Il negoziato per Brexit è di nuovo in stallo per colpa della cosiddetta “questione irlandese” su cui Theresa May non intende mollare. L’Unione europea ha messo sotto pressione Londra perché vuole accelerare sul negoziato, a patto che l’Irlanda del Nord resti in un’area comune, ovvero allineata alla normativa comunitaria. Un’ipotesi che May non intende prendere in considerazione. Il primo ministro inglese, invece, spinge per un accordo che le consenta di negoziare punto per punto e soprattutto che conservi a Londra il ruolo di capitale dei servizi finanziari in Europa. Ma su questo ultimo punto la posizione dell’Unione europeacontenuta nelle linee guida per il negoziato è netta: se si è fuori dall’Europa, non si può essere capitale finanziaria.
Per ora la Brexit non ha prodotto una instabilità finanziaria importante sul mercato europeo, ma le posizioni così distanti in sede di negoziato stanno facendo optare gli analisti per uno scenario non positivo per i mercati, con una una grande discontinuità sui mercati e nel commercio, anche se con nuove opportunità. Il documento (120 pagine per 168 articoli) che detta le linee guida per il negoziato secondo l’Ue è atteso al vaglio del Consiglio europeo il 22 e 23 marzo 2018, ecco i principali motivi di attrito verso l’accordo:

  • Il no britannico all’unione doganale e al mercato unico, lascia all’Unione europea come unica risposta possibile un accordo sul libero scambio.
  • Nel perimetro dell’accordo non si fa alcuna menzione specifica sui servizi finanziari, ma il Regno Unito vuole includere il comparto nel futuro accordo di partnership.
  • Il Parlamento europeo non accetterà un accordo di transizione con il Regno Unito che discrimini i cittadini. L’Ue non vuole che ci siano disparità di trattamento tra i cittadini europei arrivati prima della Brexit e quelli giunti durante il periodo di transizione. E insiste sull’applicazione dinamica dell’insieme delle norme comunitarie. Londra è contraria.

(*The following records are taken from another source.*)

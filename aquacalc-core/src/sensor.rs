//! Light sensor port.
//!
//! A sensor only delivers lux values. Every sample is classified on its own:
//! there is no smoothing, debouncing or sampling policy here.

use crate::{error::AquacalcError, light::evaluate_light_level};
use aquacalc_schemas::light::{LightLevel, LightSensorSample};
use std::collections::VecDeque;
use std::path::Path;

pub trait LightSensor {
    /// `false` when the device has no light sensor at all.
    fn has_light_sensor(&self) -> bool;

    /// Next value from the feed, or `None` once the feed has ended.
    fn next_sample(&mut self) -> Result<Option<LightSensorSample>, AquacalcError>;
}

#[derive(Debug, Clone, Copy, PartialEq, Eq)]
pub struct ClassifiedSample {
    pub sample: LightSensorSample,
    pub level: LightLevel,
}

/// Takes a single sample. Missing hardware is `Ok(None)`, not an error.
pub fn current_reading<S: LightSensor>(
    sensor: &mut S,
) -> Result<Option<LightSensorSample>, AquacalcError> {
    if !sensor.has_light_sensor() {
        return Ok(None);
    }
    sensor.next_sample()
}

/// Classifies every sample the sensor delivers until it ends or fails.
/// The first error is yielded and ends the feed.
pub fn classify_feed<S: LightSensor>(
    sensor: &mut S,
) -> impl Iterator<Item = Result<ClassifiedSample, AquacalcError>> + '_ {
    let mut done = !sensor.has_light_sensor();
    std::iter::from_fn(move || {
        if done {
            return None;
        }
        match sensor.next_sample() {
            Ok(Some(sample)) => Some(Ok(ClassifiedSample {
                sample,
                level: evaluate_light_level(sample.intensity),
            })),
            Ok(None) => {
                done = true;
                None
            }
            Err(e) => {
                done = true;
                Some(Err(e))
            }
        }
    })
}

/// A device without a light sensor.
#[derive(Debug, Default, Clone, Copy)]
pub struct NoLightSensor;

impl LightSensor for NoLightSensor {
    fn has_light_sensor(&self) -> bool {
        false
    }

    fn next_sample(&mut self) -> Result<Option<LightSensorSample>, AquacalcError> {
        Err(AquacalcError::SensorUnavailable)
    }
}

/// Plays back previously captured samples.
#[derive(Debug, Default, Clone)]
pub struct ReplaySensor {
    samples: VecDeque<LightSensorSample>,
}

impl ReplaySensor {
    pub fn from_samples(samples: impl IntoIterator<Item = LightSensorSample>) -> Self {
        Self {
            samples: samples.into_iter().collect(),
        }
    }

    /// Loads a CSV capture with `intensity,timestamp_ms,accuracy` columns.
    pub fn from_csv(path: impl AsRef<Path>) -> Result<Self, AquacalcError> {
        let path = path.as_ref();
        let display = path.display().to_string();
        let mut reader = csv::Reader::from_path(path)
            .map_err(|e| AquacalcError::CsvError(display.clone(), e))?;

        let mut samples = VecDeque::new();
        for result in reader.deserialize() {
            let sample: LightSensorSample =
                result.map_err(|e| AquacalcError::CsvError(display.clone(), e))?;
            samples.push_back(sample);
        }
        Ok(Self { samples })
    }

    pub fn remaining(&self) -> usize {
        self.samples.len()
    }
}

impl LightSensor for ReplaySensor {
    fn has_light_sensor(&self) -> bool {
        true
    }

    fn next_sample(&mut self) -> Result<Option<LightSensorSample>, AquacalcError> {
        Ok(self.samples.pop_front())
    }
}
//! Optional persistence of light readings.
//!
//! Nothing in the calculators depends on a store. [`NoopStore`] is the default
//! port implementation: it accepts every write and never returns anything.

use crate::{error::AquacalcError, light::evaluate_light_level};
use aquacalc_schemas::light::{LightHistoryItem, LightReading, LightRecord};
use chrono::{DateTime, Duration, Local, TimeZone, Utc};

/// Records older than this are removed by [`LightHistory::cleanup_old_data`].
pub const RETENTION_DAYS: i64 = 30;

pub const DEFAULT_RECENT_LIMIT: usize = 10;

pub trait LightRecordStore {
    fn all_records(&self) -> Result<Vec<LightRecord>, AquacalcError>;

    /// Newest records first, at most `limit` of them.
    fn recent_records(&self, limit: usize) -> Result<Vec<LightRecord>, AquacalcError>;

    /// Returns the id assigned to the stored record.
    fn insert(&mut self, record: LightRecord) -> Result<u64, AquacalcError>;

    /// Removes records with `timestamp_ms < cutoff_ms`.
    fn delete_older_than(&mut self, cutoff_ms: i64) -> Result<(), AquacalcError>;

    fn count(&self) -> Result<usize, AquacalcError>;
}

#[derive(Debug, Default, Clone, Copy)]
pub struct NoopStore;

impl LightRecordStore for NoopStore {
    fn all_records(&self) -> Result<Vec<LightRecord>, AquacalcError> {
        Ok(Vec::new())
    }

    fn recent_records(&self, _limit: usize) -> Result<Vec<LightRecord>, AquacalcError> {
        Ok(Vec::new())
    }

    fn insert(&mut self, _record: LightRecord) -> Result<u64, AquacalcError> {
        Ok(0)
    }

    fn delete_older_than(&mut self, _cutoff_ms: i64) -> Result<(), AquacalcError> {
        Ok(())
    }

    fn count(&self) -> Result<usize, AquacalcError> {
        Ok(0)
    }
}

/// Builds an unsaved record (id 0) with its level classified from the intensity.
pub fn record_from_reading(
    reading: LightReading,
    timestamp_ms: i64,
    notes: impl Into<String>,
) -> LightRecord {
    LightRecord {
        id: 0,
        intensity_lux: reading.intensity_lux,
        color_temperature_k: reading.color_temperature_k,
        timestamp_ms,
        level: evaluate_light_level(reading.intensity_lux),
        notes: notes.into(),
    }
}

/// Repository over a [`LightRecordStore`] that shapes records for display.
/// Times are formatted in `tz`, the host's local zone unless set otherwise.
pub struct LightHistory<S: LightRecordStore, Tz: TimeZone = Local> {
    store: S,
    tz: Tz,
}

impl<S: LightRecordStore> LightHistory<S, Local> {
    pub fn new(store: S) -> Self {
        Self { store, tz: Local }
    }
}

impl<S, Tz> LightHistory<S, Tz>
where
    S: LightRecordStore,
    Tz: TimeZone,
    Tz::Offset: std::fmt::Display,
{
    pub fn with_timezone(store: S, tz: Tz) -> Self {
        Self { store, tz }
    }

    pub fn all(&self) -> Result<Vec<LightHistoryItem>, AquacalcError> {
        Ok(self
            .store
            .all_records()?
            .iter()
            .map(|r| to_history_item(r, &self.tz))
            .collect())
    }

    pub fn recent(&self, limit: Option<usize>) -> Result<Vec<LightHistoryItem>, AquacalcError> {
        let limit = limit.unwrap_or(DEFAULT_RECENT_LIMIT);
        Ok(self
            .store
            .recent_records(limit)?
            .iter()
            .map(|r| to_history_item(r, &self.tz))
            .collect())
    }

    pub fn insert(&mut self, record: LightRecord) -> Result<u64, AquacalcError> {
        self.store.insert(record)
    }

    /// Deletes everything older than [`RETENTION_DAYS`] before `now`.
    pub fn cleanup_old_data(&mut self, now: DateTime<Utc>) -> Result<(), AquacalcError> {
        let cutoff = now - Duration::days(RETENTION_DAYS);
        self.store.delete_older_than(cutoff.timestamp_millis())
    }

    pub fn count(&self) -> Result<usize, AquacalcError> {
        self.store.count()
    }

    pub fn into_inner(self) -> S {
        self.store
    }
}

/// Formats a record's timestamp in `tz` as e.g. "3:07 PM" and "Oct 15, 2026".
/// Out-of-range timestamps leave both strings empty.
pub fn to_history_item<Tz>(record: &LightRecord, tz: &Tz) -> LightHistoryItem
where
    Tz: TimeZone,
    Tz::Offset: std::fmt::Display,
{
    let (formatted_time, formatted_date) = match DateTime::from_timestamp_millis(record.timestamp_ms) {
        Some(utc) => {
            let local = utc.with_timezone(tz);
            (
                local.format("%-I:%M %p").to_string(),
                local.format("%b %d, %Y").to_string(),
            )
        }
        None => (String::new(), String::new()),
    };

    LightHistoryItem {
        id: record.id,
        intensity_lux: record.intensity_lux,
        color_temperature_k: record.color_temperature_k,
        level: record.level,
        timestamp_ms: record.timestamp_ms,
        notes: record.notes.clone(),
        formatted_time,
        formatted_date,
    }
}
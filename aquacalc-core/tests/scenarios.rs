use aquacalc_core::{
    calculate_volume, evaluate_light_level,
    history::{record_from_reading, LightHistory, NoopStore},
    light::{color_temperature_description, is_optimal_color_temperature},
    logger::{read_log, ReadingLogger},
    sensor::{classify_feed, ReplaySensor},
    validation_message,
};
use aquacalc_schemas::{
    aquarium::{AquariumShape, Dimensions},
    light::{LightLevel, LightReading},
};
use std::io::Write;

#[test]
fn rectangular_display_tank() {
    let result = calculate_volume(AquariumShape::Rectangular, &Dimensions::new(100.0, 40.0, 50.0));
    assert_eq!(result.cubic_centimeters, 200_000.0);
    assert_eq!(result.liters, 200.0);
    assert_eq!(format!("{:.1}", result.gallons), "52.8");
}

#[test]
fn cylindrical_tank() {
    let result = calculate_volume(AquariumShape::Cylindrical, &Dimensions::new(30.0, 0.0, 40.0));
    assert_eq!(format!("{:.1}", result.cubic_centimeters), "28274.3");
    assert_eq!(format!("{:.1}", result.liters), "28.3");
}

#[test]
fn zero_length_rectangular_tank_is_rejected() {
    let message = validation_message(&Dimensions::new(0.0, 10.0, 10.0), AquariumShape::Rectangular);
    assert_eq!(message.as_deref(), Some("length must be greater than 0"));
}

#[test]
fn light_level_boundaries() {
    assert_eq!(evaluate_light_level(1_999), LightLevel::Low);
    assert_eq!(evaluate_light_level(2_000), LightLevel::Medium);
    assert_eq!(evaluate_light_level(10_000), LightLevel::Excessive);
}

#[test]
fn color_temperature_boundaries() {
    assert!(is_optimal_color_temperature(5_000));
    assert!(!is_optimal_color_temperature(4_999));
    assert!(is_optimal_color_temperature(7_000));
    assert!(!is_optimal_color_temperature(7_001));
    assert_eq!(
        color_temperature_description(7_000),
        "Cool light (blue-white) - optimal for aquatic plants"
    );
    assert_eq!(
        color_temperature_description(7_001),
        "Very cool light (blue) - may be excessive"
    );
}

#[test]
fn replayed_capture_flows_into_the_reading_log() {
    let dir = tempfile::tempdir().unwrap();
    let capture = dir.path().join("capture.csv");
    let mut file = std::fs::File::create(&capture).unwrap();
    writeln!(file, "intensity,timestamp_ms,accuracy").unwrap();
    writeln!(file, "1500,1000,3").unwrap();
    writeln!(file, "5200,2000,3").unwrap();
    writeln!(file, "11000,3000,2").unwrap();
    drop(file);

    let log_path = dir.path().join("log.csv");
    let mut logger = ReadingLogger::new(&log_path).unwrap();
    let mut sensor = ReplaySensor::from_csv(&capture).unwrap();

    for classified in classify_feed(&mut sensor) {
        let classified = classified.unwrap();
        let result = aquacalc_core::evaluate_reading(LightReading::new(
            classified.sample.intensity,
            6_500,
        ));
        assert_eq!(result.level, classified.level);
        logger.log_reading(&result, classified.sample.timestamp_ms).unwrap();
    }

    let entries = read_log(&log_path).unwrap();
    let levels: Vec<_> = entries.iter().map(|e| e.level).collect();
    assert_eq!(levels, vec![LightLevel::Low, LightLevel::High, LightLevel::Excessive]);
}

#[test]
fn default_store_keeps_nothing() {
    let mut history = LightHistory::new(NoopStore);
    history
        .insert(record_from_reading(LightReading::new(4_000, 6_000), 0, "manual"))
        .unwrap();
    assert_eq!(history.count().unwrap(), 0);
    assert!(history.all().unwrap().is_empty());
}
use anyhow::{bail, Context, Result};
use aquacalc_core::{
    batch,
    logger::ReadingLogger,
    sensor::{classify_feed, current_reading, LightSensor, NoLightSensor, ReplaySensor},
    validation_message,
};
use aquacalc_schemas::{
    aquarium::{AquariumShape, Dimensions},
    light::LightReading,
};
use clap::{Parser, Subcommand};
use std::fs;
use std::path::{Path, PathBuf};

mod config;
mod plotting;
mod report;

#[derive(Parser)]
#[command(name = "aquacalc", version, about = "Aquarium volume and plant lighting calculators")]
struct Cli {
    #[command(subcommand)]
    command: Command,
}

#[derive(Subcommand)]
enum Command {
    /// Calculate the water volume of a tank (all measurements in cm)
    Volume {
        /// rectangular, cylindrical, corner or hexagonal
        #[arg(long)]
        shape: AquariumShape,
        /// Length, or diameter / base / side depending on the shape
        #[arg(long)]
        length: f64,
        /// Width, or depth for corner tanks; unused by cylindrical and hexagonal tanks
        #[arg(long, default_value_t = 0.0)]
        width: f64,
        #[arg(long)]
        height: f64,
        /// Print the result as JSON
        #[arg(long)]
        json: bool,
    },
    /// Classify a light reading for aquatic plants
    Light {
        #[arg(long)]
        lux: u32,
        #[arg(long, default_value_t = 6500)]
        kelvin: u32,
        #[arg(long)]
        json: bool,
        /// Write the evaluated reading to this CSV file
        #[arg(long)]
        log: Option<PathBuf>,
    },
    /// Evaluate every tank and light survey under a directory
    Batch {
        /// Directory holding tanks/*.yaml and light_surveys/*.yaml
        input: PathBuf,
        #[arg(long, default_value = "./data/runs")]
        output_dir: PathBuf,
    },
    /// Classify readings from a light sensor feed
    Sensor {
        /// Replay a captured CSV feed (intensity,timestamp_ms,accuracy)
        #[arg(long)]
        replay: Option<PathBuf>,
        /// Color temperature to pair with each lux sample
        #[arg(long, default_value_t = 6500)]
        kelvin: u32,
        /// Only take the first sample
        #[arg(long)]
        once: bool,
        #[arg(long)]
        log: Option<PathBuf>,
    },
    /// Chart a reading log appended to by `light --log` or `sensor --log`
    Plot {
        log: PathBuf,
        #[arg(long, default_value = "light_intensity.png")]
        output: PathBuf,
    },
}

fn main() -> Result<()> {
    let cli = Cli::parse();

    match cli.command {
        Command::Volume {
            shape,
            length,
            width,
            height,
            json,
        } => run_volume(shape, Dimensions::new(length, width, height), json),
        Command::Light {
            lux,
            kelvin,
            json,
            log,
        } => run_light(LightReading::new(lux, kelvin), json, log.as_deref()),
        Command::Batch { input, output_dir } => run_batch(&input, &output_dir),
        Command::Sensor {
            replay,
            kelvin,
            once,
            log,
        } => match replay {
            Some(path) => {
                let sensor = ReplaySensor::from_csv(&path)
                    .with_context(|| format!("Failed to load sensor capture {:?}", path))?;
                run_sensor(sensor, kelvin, once, log.as_deref())
            }
            None => run_sensor(NoLightSensor, kelvin, once, log.as_deref()),
        },
        Command::Plot { log, output } => {
            let count = plotting::plot_light_log(&log, &output)?;
            println!("Plotted {} reading(s).", count);
            Ok(())
        }
    }
}

fn run_volume(shape: AquariumShape, dimensions: Dimensions, json: bool) -> Result<()> {
    if let Some(message) = validation_message(&dimensions, shape) {
        bail!("{}", message);
    }

    let result = aquacalc_core::calculate_volume(shape, &dimensions);
    if json {
        println!("{}", serde_json::to_string_pretty(&result)?);
    } else {
        report::print_volume(shape, &result);
    }
    Ok(())
}

fn run_light(reading: LightReading, json: bool, log: Option<&Path>) -> Result<()> {
    let result = aquacalc_core::evaluate_reading(reading);
    if json {
        println!("{}", serde_json::to_string_pretty(&result)?);
    } else {
        report::print_light(&result);
    }

    if let Some(path) = log {
        let mut logger = ReadingLogger::new(path)?;
        logger.log_reading(&result, chrono::Utc::now().timestamp_millis())?;
    }
    Ok(())
}

fn run_batch(input: &Path, output_root: &Path) -> Result<()> {
    println!("--- Aquacalc Batch ---");

    let batch_input = config::BatchInput::load(input)?;
    let report = batch::evaluate_batch(&batch_input.tanks, &batch_input.readings);

    let output_dir = output_root.join(format!(
        "batch_{}",
        chrono::Utc::now().format("%Y%m%d_%H%M%S")
    ));
    fs::create_dir_all(&output_dir)
        .with_context(|| format!("Failed to create output directory: {:?}", output_dir))?;

    fs::write(output_dir.join("report.json"), report.to_json()?)
        .context("Failed to write report.json")?;
    fs::write(output_dir.join("report.md"), report::markdown_report(&report))
        .context("Failed to write report.md")?;

    report::print_batch_summary(&report);
    println!("\nBatch complete. Results are in '{}'", output_dir.display());
    Ok(())
}

fn run_sensor<S: LightSensor>(
    mut sensor: S,
    kelvin: u32,
    once: bool,
    log: Option<&Path>,
) -> Result<()> {
    if !sensor.has_light_sensor() {
        println!("Warning: This device has no light sensor.");
        return Ok(());
    }

    let mut logger = log.map(ReadingLogger::new).transpose()?;

    if once {
        match current_reading(&mut sensor)? {
            Some(sample) => {
                let result = aquacalc_core::evaluate_reading(LightReading::new(sample.intensity, kelvin));
                report::print_light(&result);
                if let Some(logger) = &mut logger {
                    logger.log_reading(&result, sample.timestamp_ms)?;
                }
            }
            None => println!("Warning: The sensor delivered no reading."),
        }
        return Ok(());
    }

    let mut count = 0usize;
    for classified in classify_feed(&mut sensor) {
        let classified = classified?;
        let result = aquacalc_core::evaluate_reading(LightReading::new(
            classified.sample.intensity,
            kelvin,
        ));
        report::print_light(&result);
        if let Some(logger) = &mut logger {
            logger.log_reading(&result, classified.sample.timestamp_ms)?;
        }
        count += 1;
    }
    println!("\nSensor feed ended after {} reading(s).", count);
    Ok(())
}
#[cfg(test)]
mod tests {
    use super::*;

    fn repo() -> RepositoryRef {
        RepositoryRef::parse("acme/widgets").unwrap()
    }

    fn cred() -> Credential {
        Credential::new("ghp_test").unwrap()
    }

    fn listed_state() -> PipelineState {
        let mut state = PipelineState::new();
        let inputs = state.begin_listing(repo(), cred()).unwrap();
        state
            .complete_listing(
                inputs.ticket,
                vec![FileEntry::blob("src/Widget.ts"), FileEntry::blob("src/Panel.ts")],
            )
            .unwrap();
        state
    }

    fn summarized_state() -> PipelineState {
        let mut state = listed_state();
        state.select_file("src/Widget.ts").unwrap();
        let inputs = state.begin_summaries().unwrap();
        state
            .complete_summaries(
                inputs.ticket,
                vec!["constructs with default size".into(), "resizes on update".into()],
            )
            .unwrap();
        state
    }

    #[test]
    fn transition_table_forward_path() {
        let mut stage = Stage::Initial;
        for event in [
            StageEvent::Start(StageKind::ListFiles),
            StageEvent::Succeeded,
            StageEvent::Start(StageKind::Summaries),
            StageEvent::Succeeded,
            StageEvent::Start(StageKind::Code),
            StageEvent::Succeeded,
            StageEvent::Start(StageKind::Publish),
            StageEvent::Succeeded,
        ] {
            stage = transition(stage, event).unwrap();
        }
        assert_eq!(stage, Stage::Published);
    }

    #[test]
    fn transition_table_rejects_skips() {
        for (from, kind) in [
            (Stage::Initial, StageKind::Summaries),
            (Stage::Initial, StageKind::Code),
            (Stage::FilesLoaded, StageKind::Code),
            (Stage::FilesLoaded, StageKind::Publish),
            (Stage::SummariesLoaded, StageKind::Publish),
            (Stage::SummariesLoaded, StageKind::Summaries),
            (Stage::Published, StageKind::ListFiles),
            (Stage::Error, StageKind::Code),
        ] {
            let err = transition(from, StageEvent::Start(kind)).unwrap_err();
            assert_eq!(err.kind(), ErrorKind::Precondition, "{from} -> {kind}");
        }
    }

    #[test]
    fn loading_stages_are_mutually_exclusive() {
        for loading in [
            Stage::FilesLoading,
            Stage::SummariesLoading,
            Stage::CodeLoading,
            Stage::PublishLoading,
        ] {
            for kind in [
                StageKind::ListFiles,
                StageKind::Summaries,
                StageKind::Code,
                StageKind::Publish,
            ] {
                let err = transition(loading, StageEvent::Start(kind)).unwrap_err();
                assert!(err.to_string().contains("in flight"));
            }
            assert_eq!(transition(loading, StageEvent::Failed).unwrap(), Stage::Error);
        }
    }

    #[test]
    fn failure_only_from_loading() {
        assert!(transition(Stage::FilesLoaded, StageEvent::Failed).is_err());
        assert!(transition(Stage::Initial, StageEvent::Succeeded).is_err());
    }

    #[test]
    fn reset_from_every_idle_stage() {
        for stage in [
            Stage::Initial,
            Stage::FilesLoaded,
            Stage::CodeLoaded,
            Stage::Published,
            Stage::Error,
        ] {
            assert_eq!(transition(stage, StageEvent::Reset).unwrap(), Stage::Initial);
        }
        for stage in [
            Stage::FilesLoading,
            Stage::SummariesLoading,
            Stage::CodeLoading,
            Stage::PublishLoading,
        ] {
            let err = transition(stage, StageEvent::Reset).unwrap_err();
            assert_eq!(err.kind(), ErrorKind::Precondition);
        }
    }

    #[test]
    fn summaries_require_selection() {
        let mut state = listed_state();
        let err = state.begin_summaries().unwrap_err();
        assert_eq!(err.kind(), ErrorKind::Precondition);
        assert_eq!(state.stage(), Stage::FilesLoaded);
    }

    #[test]
    fn selection_must_be_listed() {
        let mut state = listed_state();
        let err = state.select_file("src/Unknown.ts").unwrap_err();
        assert_eq!(err.kind(), ErrorKind::Validation);

        let err = state
            .set_selection(["src/Widget.ts", "src/Unknown.ts"])
            .unwrap_err();
        assert_eq!(err.kind(), ErrorKind::Validation);
        assert!(state.selection().is_empty());

        state.set_selection(["src/Widget.ts", "src/Panel.ts"]).unwrap();
        assert_eq!(state.selection().len(), 2);
        state.deselect_file("src/Panel.ts").unwrap();
        assert_eq!(state.selection().len(), 1);
    }

    #[test]
    fn selecting_before_listing_is_a_precondition_error() {
        let mut state = PipelineState::new();
        let err = state.select_file("src/Widget.ts").unwrap_err();
        assert_eq!(err.kind(), ErrorKind::Precondition);
    }

    #[test]
    fn code_stage_validates_request_without_moving() {
        let mut state = summarized_state();
        state.choose_summary("resizes on update").unwrap();

        let err = state.begin_code(state.generation_request()).unwrap_err();
        assert_eq!(err.kind(), ErrorKind::Validation);
        assert_eq!(state.stage(), Stage::SummariesLoaded);

        let mut request = state.generation_request();
        request.class_name = "Widget".into();
        request.chosen_summary = "not a summary".into();
        let err = state.begin_code(request).unwrap_err();
        assert_eq!(err.kind(), ErrorKind::Validation);
        assert_eq!(state.stage(), Stage::SummariesLoaded);
    }

    #[test]
    fn filename_derived_once() {
        let mut state = summarized_state();
        state.choose_summary("resizes on update").unwrap();
        state.set_class_name("Widget").unwrap();

        let inputs = state.begin_code(state.generation_request()).unwrap();
        let artifact = state
            .complete_code(inputs.ticket, "test code".into(), SourceLanguage::TypeScript)
            .unwrap();
        assert_eq!(artifact.suggested_filename, "WidgetTest.ts");

        state.set_filename("widget.spec.ts").unwrap();
        state.set_class_name("Other").unwrap();
        let inputs = state.begin_code(state.generation_request()).unwrap();
        let artifact = state
            .complete_code(inputs.ticket, "test code v2".into(), SourceLanguage::TypeScript)
            .unwrap();
        assert_eq!(artifact.suggested_filename, "widget.spec.ts");
    }

    #[test]
    fn publish_requires_artifact_and_uses_default_message() {
        let mut state = summarized_state();
        state.choose_summary("resizes on update").unwrap();
        state.set_class_name("Widget").unwrap();
        let inputs = state.begin_code(state.generation_request()).unwrap();
        state
            .complete_code(inputs.ticket, "test code".into(), SourceLanguage::TypeScript)
            .unwrap();

        let inputs = state.begin_publish(None).unwrap();
        assert_eq!(inputs.payload.filename, "WidgetTest.ts");
        assert_eq!(inputs.payload.commit_message, "Add test case for Widget");
        assert_eq!(state.stage(), Stage::PublishLoading);
    }

    #[test]
    fn failure_preserves_entities_and_resume_keeps_files() {
        let mut state = listed_state();
        state.select_file("src/Widget.ts").unwrap();
        let inputs = state.begin_summaries().unwrap();
        state
            .fail(inputs.ticket, &PipelineError::Generation("empty output".into()))
            .unwrap();

        assert_eq!(state.stage(), Stage::Error);
        assert_eq!(state.files().len(), 2);
        let failure = state.last_error().unwrap();
        assert_eq!(failure.stage, StageKind::Summaries);
        assert_eq!(failure.kind, ErrorKind::Generation);

        state.resume_from_files().unwrap();
        assert_eq!(state.stage(), Stage::FilesLoaded);
        assert_eq!(state.selection().len(), 1);
        assert!(state.last_error().is_none());
    }

    #[test]
    fn resume_requires_error_stage() {
        let mut state = listed_state();
        let err = state.resume_from_files().unwrap_err();
        assert_eq!(err.kind(), ErrorKind::Precondition);
    }

    #[test]
    fn reset_refused_while_stage_in_flight() {
        let mut state = PipelineState::new();
        let inputs = state.begin_listing(repo(), cred()).unwrap();
        let err = state.reset().unwrap_err();
        assert_eq!(err.kind(), ErrorKind::Precondition);
        assert_eq!(state.stage(), Stage::FilesLoading);

        state
            .complete_listing(inputs.ticket, vec![FileEntry::blob("src/A.java")])
            .unwrap();
        assert_eq!(state.files().len(), 1);
    }

    #[test]
    fn reset_empties_session_and_history() {
        let mut state = summarized_state();
        assert!(!state.history().is_empty());
        state.reset().unwrap();
        assert_eq!(state.stage(), Stage::Initial);
        assert!(state.files().is_empty());
        assert!(state.summaries().is_empty());
        assert!(state.history().is_empty());
        assert!(state.snapshot().repo.is_none());
    }

    #[test]
    fn stale_ticket_is_refused() {
        let mut state = PipelineState::new();
        let inputs = state.begin_listing(repo(), cred()).unwrap();
        state
            .fail(inputs.ticket, &PipelineError::Transient("timeout".into()))
            .unwrap();
        let err = state
            .complete_listing(inputs.ticket, vec![FileEntry::blob("src/A.java")])
            .unwrap_err();
        assert_eq!(err.kind(), ErrorKind::Precondition);
        assert_eq!(state.stage(), Stage::Error);
    }

    #[test]
    fn code_request_files_must_be_listed() {
        let mut state = summarized_state();
        let request = GenerationRequest {
            context_files: [".env".to_string()].into(),
            chosen_summary: "resizes on update".into(),
            class_name: "Widget".into(),
        };
        let err = state.begin_code(request.clone()).unwrap_err();
        assert_eq!(err.kind(), ErrorKind::Validation);
        assert!(err.to_string().contains(".env"));
        assert_eq!(state.stage(), Stage::SummariesLoaded);

        let mut listed = request;
        listed.context_files = ["src/Panel.ts".to_string()].into();
        state.begin_code(listed).unwrap();
        assert_eq!(state.stage(), Stage::CodeLoading);
    }

    #[test]
    fn inputs_rejected_while_loading() {
        let mut state = listed_state();
        state.select_file("src/Widget.ts").unwrap();
        state.begin_summaries().unwrap();
        assert_eq!(
            state.set_class_name("Widget").unwrap_err().kind(),
            ErrorKind::Precondition
        );
        assert_eq!(
            state.deselect_file("src/Widget.ts").unwrap_err().kind(),
            ErrorKind::Precondition
        );
    }

    #[test]
    fn snapshot_omits_credential() {
        let state = listed_state();
        let json = serde_json::to_string(&state.snapshot()).unwrap();
        assert!(!json.contains("ghp_test"));
        assert!(json.contains("files_loaded"));
    }
}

Il lungo percorso del negoziato è appena cominciato e l’unica certezza al momento è che un secondo referendum non ci sarà: Uk sarà fuori dall’Ue il 29 marzo 2019 perché così hanno deciso gli inglesi. Intanto, in attesa dei nuovi rapporti commerciali con l’Unione europea, Brexit ha già cominciato a minare l’industria retail inglese che dovuto fare i conti con due fallimenti illustri: la filiale britannica della multinazionale statunitense Toys R Us e la rete di 200 negozi di elettronica Maplin. A rischio ci sono 5.300 posti di lavoro. Le due grandi catene inglesi falliscono e non è solo effetto Amazon. Secondo un report KPMG/Ipsos Retail, il cocktail di ostacoli geopolitici e macroeconomici, combinato a cambiamenti strutturali che il digitale ha portato nei consumi, renderà la vita difficile ai retailer inglesi nei prossimi 12 mesi, in tutti i settori.

IDEE DI INVESTIMENTO

Gli attriti per Brexit tra l’Unione europea e il governo inglese guidato da Theresa May sono in larga parte di natura commerciale e si innestano in un momento delicato per il mercato europeo nello scacchiere della politica commerciale globale: la guerra commerciale cominciata da Donald Trump nel 2017per raggiungere l’obiettivo dell’America First proclamato in campagna elettorale sta andando avanti  con la firma per la legge che impone dazi su acciaio e alluminio. Le tensioni commerciali sono temute dal mercato più dei rischi geopolitici perché minano direttamente gli utili delle aziende, secondo l’analisi di Neil Williams, capo economista di Hermes Investment Management che considera le politiche protezionistiche una minaccia per le Borse proprio adesso che il tasso di crescita del commercio globale, che è appena tornato intorno al 4%. Anche perché Trump sta scatenando un effetto a catena. La Cina si è pronta a rispondere ai dazi americani e sul tavolo della Commissione Europea c’è già una lista di prodotti made in Usa (jeans, moto, e liquori) da colpire, per un totale di 2,8 miliardi di euro.